* [Required work]: Below are some entries; state how many of their lines include the word "browser" and give no more than that number.

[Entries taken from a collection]
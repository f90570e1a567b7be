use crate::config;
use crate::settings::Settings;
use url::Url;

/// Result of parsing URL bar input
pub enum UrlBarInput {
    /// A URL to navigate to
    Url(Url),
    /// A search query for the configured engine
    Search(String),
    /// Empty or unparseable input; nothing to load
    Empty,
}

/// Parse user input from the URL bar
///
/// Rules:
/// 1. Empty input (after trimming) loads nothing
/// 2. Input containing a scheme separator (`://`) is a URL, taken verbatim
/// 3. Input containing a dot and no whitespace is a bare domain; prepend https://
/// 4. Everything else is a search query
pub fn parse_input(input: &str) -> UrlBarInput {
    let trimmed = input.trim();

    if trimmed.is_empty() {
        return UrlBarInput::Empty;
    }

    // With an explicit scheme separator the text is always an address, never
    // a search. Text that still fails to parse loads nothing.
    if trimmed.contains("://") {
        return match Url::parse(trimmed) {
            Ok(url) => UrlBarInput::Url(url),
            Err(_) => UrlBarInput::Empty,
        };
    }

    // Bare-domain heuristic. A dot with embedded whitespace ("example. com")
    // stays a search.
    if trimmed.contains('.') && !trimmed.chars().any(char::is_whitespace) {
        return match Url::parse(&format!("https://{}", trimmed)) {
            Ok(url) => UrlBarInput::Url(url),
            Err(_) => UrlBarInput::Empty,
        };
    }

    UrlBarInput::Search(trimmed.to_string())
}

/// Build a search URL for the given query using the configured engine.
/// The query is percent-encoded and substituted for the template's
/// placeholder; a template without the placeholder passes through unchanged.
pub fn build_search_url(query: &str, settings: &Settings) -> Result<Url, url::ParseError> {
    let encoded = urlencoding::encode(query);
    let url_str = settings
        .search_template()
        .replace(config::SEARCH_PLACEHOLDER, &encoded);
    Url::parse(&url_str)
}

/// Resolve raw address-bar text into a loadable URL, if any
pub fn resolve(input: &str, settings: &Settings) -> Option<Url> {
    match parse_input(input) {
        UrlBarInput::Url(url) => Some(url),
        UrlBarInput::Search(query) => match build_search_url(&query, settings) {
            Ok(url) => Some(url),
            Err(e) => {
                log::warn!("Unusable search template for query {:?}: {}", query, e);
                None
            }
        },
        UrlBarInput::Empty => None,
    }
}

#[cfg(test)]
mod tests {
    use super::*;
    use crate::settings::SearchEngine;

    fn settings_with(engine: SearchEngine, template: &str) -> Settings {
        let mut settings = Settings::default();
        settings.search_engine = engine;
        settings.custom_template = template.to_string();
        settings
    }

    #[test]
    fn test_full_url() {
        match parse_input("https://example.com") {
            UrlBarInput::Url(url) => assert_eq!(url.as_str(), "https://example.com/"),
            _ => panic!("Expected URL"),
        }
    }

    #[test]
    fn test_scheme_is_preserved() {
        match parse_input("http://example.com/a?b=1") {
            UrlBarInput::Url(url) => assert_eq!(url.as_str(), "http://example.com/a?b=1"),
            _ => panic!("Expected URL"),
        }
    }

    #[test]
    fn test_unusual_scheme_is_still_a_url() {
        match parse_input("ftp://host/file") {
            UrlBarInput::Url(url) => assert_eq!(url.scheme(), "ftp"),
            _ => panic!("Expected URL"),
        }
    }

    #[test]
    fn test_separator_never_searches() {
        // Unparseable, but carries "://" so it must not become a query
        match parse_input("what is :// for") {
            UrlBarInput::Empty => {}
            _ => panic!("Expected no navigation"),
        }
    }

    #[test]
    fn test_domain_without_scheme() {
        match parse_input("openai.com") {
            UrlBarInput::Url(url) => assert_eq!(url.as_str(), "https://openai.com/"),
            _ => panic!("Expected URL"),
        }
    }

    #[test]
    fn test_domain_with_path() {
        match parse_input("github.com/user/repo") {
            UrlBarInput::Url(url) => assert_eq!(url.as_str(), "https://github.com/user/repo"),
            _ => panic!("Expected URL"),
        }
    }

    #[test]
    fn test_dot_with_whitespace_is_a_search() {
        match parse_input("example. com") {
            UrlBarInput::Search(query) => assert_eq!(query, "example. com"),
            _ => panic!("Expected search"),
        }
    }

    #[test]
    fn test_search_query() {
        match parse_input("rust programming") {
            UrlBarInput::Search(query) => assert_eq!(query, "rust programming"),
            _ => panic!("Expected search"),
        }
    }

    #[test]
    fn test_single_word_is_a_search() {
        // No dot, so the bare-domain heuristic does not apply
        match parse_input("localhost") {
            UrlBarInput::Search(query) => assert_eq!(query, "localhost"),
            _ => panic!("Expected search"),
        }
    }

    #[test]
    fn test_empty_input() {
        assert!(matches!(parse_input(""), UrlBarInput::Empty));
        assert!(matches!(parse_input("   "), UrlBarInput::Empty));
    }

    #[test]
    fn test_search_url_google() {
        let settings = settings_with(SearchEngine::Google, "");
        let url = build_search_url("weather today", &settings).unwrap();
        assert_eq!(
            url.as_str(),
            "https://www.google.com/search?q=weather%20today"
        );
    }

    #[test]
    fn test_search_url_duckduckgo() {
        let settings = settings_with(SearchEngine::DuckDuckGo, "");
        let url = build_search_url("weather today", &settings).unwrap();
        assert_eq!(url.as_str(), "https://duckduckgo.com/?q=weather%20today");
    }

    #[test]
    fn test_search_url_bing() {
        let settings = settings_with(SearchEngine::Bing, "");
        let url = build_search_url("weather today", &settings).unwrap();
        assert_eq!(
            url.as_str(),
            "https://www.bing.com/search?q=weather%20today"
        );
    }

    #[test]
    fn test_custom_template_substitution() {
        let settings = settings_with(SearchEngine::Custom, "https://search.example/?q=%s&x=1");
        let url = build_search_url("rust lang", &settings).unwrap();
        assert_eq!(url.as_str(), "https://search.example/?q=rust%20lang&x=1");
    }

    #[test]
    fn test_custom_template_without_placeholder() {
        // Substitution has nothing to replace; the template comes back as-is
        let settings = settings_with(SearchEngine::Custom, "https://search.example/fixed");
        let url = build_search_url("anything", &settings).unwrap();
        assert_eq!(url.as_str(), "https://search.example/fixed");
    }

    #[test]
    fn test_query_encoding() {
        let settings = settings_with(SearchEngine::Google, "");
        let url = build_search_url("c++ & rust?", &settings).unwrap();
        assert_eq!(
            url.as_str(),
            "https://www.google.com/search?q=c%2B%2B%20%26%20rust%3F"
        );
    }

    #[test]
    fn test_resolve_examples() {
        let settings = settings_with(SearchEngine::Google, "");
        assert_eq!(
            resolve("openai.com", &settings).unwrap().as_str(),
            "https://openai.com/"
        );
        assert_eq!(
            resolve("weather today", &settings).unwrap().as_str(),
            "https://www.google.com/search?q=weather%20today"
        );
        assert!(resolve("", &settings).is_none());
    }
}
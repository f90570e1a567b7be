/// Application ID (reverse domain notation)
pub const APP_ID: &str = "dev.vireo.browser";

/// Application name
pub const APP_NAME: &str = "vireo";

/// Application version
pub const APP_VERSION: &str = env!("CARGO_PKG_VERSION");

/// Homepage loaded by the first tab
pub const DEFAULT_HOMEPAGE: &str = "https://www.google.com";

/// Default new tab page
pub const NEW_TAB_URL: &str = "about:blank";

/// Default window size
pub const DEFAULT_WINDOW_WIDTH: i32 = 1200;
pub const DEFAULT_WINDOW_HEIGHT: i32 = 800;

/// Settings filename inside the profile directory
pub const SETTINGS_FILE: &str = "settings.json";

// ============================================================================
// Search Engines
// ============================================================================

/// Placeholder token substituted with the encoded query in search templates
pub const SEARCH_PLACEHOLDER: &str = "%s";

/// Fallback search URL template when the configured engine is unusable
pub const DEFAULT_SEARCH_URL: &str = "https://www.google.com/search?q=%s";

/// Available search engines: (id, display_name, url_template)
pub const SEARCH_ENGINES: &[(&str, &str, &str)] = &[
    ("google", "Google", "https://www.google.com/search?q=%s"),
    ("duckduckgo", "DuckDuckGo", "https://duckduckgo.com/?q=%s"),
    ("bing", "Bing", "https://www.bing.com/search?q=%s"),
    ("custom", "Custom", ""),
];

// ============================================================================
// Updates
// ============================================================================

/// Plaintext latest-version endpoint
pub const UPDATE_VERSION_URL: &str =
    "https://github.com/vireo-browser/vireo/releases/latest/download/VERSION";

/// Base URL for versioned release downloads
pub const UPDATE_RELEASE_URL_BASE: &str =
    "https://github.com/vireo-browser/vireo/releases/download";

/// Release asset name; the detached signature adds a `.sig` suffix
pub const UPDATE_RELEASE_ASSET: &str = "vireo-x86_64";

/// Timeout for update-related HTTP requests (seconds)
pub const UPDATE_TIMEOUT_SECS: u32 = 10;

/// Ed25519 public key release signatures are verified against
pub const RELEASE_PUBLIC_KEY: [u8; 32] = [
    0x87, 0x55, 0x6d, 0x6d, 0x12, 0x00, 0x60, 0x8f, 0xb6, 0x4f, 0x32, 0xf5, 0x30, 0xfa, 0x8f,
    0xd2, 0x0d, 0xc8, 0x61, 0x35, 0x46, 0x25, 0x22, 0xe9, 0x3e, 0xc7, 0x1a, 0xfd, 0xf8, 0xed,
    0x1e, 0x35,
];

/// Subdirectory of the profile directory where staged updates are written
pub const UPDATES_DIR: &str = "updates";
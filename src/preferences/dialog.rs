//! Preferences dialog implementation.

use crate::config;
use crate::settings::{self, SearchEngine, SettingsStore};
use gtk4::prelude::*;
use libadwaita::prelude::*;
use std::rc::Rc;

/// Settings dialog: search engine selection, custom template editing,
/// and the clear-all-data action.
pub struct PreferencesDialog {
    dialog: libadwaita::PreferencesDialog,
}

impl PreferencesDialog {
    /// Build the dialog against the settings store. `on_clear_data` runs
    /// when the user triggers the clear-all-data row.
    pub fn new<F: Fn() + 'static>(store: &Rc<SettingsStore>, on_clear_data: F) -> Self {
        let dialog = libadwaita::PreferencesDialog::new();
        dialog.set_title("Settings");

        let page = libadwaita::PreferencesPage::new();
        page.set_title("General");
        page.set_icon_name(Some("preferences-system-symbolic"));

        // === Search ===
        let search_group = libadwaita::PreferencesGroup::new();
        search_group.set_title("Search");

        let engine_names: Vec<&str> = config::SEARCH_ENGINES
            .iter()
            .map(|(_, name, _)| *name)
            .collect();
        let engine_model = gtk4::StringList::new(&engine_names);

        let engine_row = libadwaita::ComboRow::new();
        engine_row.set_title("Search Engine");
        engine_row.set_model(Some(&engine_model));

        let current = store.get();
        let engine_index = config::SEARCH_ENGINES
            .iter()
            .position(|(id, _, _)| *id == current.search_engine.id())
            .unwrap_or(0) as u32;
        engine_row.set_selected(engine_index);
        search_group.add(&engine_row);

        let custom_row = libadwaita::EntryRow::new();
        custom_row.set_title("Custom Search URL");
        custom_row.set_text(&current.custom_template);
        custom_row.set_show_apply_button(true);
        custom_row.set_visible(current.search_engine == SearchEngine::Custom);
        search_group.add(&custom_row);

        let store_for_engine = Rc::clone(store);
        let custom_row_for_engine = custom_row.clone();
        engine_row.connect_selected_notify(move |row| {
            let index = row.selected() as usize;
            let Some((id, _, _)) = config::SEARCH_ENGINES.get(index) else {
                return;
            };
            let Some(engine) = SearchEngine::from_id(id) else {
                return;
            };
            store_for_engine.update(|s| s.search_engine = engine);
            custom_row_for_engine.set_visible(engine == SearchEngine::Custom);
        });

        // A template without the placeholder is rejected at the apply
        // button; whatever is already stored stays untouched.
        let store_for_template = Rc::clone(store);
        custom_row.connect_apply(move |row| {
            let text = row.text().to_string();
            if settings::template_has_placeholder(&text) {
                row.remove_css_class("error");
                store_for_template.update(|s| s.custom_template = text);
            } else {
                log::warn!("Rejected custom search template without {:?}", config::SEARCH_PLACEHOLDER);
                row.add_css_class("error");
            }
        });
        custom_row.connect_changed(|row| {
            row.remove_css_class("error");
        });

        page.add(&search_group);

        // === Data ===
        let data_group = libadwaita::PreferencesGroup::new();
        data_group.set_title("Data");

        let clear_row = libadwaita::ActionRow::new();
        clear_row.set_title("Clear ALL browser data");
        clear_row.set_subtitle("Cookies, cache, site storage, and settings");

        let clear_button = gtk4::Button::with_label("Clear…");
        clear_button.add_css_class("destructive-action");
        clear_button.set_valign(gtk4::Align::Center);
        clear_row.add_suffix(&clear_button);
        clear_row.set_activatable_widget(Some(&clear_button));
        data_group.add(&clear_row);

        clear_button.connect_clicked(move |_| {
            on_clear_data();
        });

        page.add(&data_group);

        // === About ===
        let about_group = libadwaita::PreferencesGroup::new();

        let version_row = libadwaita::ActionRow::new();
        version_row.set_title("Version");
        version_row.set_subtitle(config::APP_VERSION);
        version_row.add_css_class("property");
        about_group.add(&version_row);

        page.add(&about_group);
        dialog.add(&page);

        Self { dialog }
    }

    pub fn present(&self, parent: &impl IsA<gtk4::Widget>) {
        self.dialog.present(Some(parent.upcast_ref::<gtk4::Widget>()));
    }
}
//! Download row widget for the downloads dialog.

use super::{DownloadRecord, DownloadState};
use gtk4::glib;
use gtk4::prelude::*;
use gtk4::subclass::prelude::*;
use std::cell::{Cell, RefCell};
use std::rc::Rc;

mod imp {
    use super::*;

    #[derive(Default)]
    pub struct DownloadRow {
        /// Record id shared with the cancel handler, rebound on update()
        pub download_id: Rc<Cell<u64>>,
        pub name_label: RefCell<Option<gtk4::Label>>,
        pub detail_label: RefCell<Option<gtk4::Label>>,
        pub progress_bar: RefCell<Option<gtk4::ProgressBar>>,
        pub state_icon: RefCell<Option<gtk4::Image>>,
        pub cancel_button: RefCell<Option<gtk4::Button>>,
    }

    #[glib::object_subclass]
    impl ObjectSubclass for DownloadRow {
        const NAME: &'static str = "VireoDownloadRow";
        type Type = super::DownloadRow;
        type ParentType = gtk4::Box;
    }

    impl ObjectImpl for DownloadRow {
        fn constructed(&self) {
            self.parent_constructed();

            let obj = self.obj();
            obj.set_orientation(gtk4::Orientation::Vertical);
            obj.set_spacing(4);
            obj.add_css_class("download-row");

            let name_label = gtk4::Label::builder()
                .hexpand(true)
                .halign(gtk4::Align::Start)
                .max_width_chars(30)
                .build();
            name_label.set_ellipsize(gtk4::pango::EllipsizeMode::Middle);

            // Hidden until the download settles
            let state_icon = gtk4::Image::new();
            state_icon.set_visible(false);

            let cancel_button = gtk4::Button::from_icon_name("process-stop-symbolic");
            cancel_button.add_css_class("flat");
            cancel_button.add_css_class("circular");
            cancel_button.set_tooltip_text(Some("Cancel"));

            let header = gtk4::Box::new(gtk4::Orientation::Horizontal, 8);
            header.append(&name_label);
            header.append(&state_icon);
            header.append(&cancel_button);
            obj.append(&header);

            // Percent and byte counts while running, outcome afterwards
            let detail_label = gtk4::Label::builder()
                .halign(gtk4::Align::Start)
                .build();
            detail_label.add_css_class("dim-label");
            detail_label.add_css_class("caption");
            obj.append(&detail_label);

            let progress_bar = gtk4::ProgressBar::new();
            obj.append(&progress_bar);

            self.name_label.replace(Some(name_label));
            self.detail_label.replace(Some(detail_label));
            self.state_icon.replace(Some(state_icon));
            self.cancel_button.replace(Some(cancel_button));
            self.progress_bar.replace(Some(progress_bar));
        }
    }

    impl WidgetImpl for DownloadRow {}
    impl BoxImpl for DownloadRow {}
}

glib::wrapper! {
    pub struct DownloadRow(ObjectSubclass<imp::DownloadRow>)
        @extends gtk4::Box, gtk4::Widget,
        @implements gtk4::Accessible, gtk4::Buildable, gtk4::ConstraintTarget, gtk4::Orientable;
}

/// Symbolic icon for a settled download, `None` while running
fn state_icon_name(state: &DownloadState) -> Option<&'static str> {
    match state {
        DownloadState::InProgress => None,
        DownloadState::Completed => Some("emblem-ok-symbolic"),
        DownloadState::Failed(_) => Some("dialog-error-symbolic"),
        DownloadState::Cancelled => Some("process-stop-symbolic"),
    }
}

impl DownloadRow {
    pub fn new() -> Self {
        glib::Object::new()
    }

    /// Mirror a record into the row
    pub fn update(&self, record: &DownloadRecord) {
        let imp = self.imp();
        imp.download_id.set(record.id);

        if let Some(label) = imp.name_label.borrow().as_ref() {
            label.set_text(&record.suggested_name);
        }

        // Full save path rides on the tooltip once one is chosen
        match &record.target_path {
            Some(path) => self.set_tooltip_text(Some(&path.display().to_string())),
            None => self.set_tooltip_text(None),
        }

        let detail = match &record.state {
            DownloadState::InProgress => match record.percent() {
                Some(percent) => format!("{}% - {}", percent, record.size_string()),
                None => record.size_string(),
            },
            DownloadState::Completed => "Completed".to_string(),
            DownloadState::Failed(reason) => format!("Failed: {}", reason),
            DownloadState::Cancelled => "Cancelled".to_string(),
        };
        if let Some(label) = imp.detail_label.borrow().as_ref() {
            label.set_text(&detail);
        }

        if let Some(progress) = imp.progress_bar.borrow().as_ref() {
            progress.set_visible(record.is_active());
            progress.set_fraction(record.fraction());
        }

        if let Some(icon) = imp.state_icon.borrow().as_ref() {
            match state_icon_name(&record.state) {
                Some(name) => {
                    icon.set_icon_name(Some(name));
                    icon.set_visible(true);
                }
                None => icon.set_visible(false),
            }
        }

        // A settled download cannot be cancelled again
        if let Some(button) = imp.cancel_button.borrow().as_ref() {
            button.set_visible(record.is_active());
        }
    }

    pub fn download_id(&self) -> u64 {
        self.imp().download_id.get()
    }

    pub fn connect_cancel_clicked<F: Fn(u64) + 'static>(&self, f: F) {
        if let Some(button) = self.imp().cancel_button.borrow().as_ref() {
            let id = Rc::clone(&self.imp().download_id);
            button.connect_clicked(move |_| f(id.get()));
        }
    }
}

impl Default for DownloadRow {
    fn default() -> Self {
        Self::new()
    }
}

* [Answer space]: 4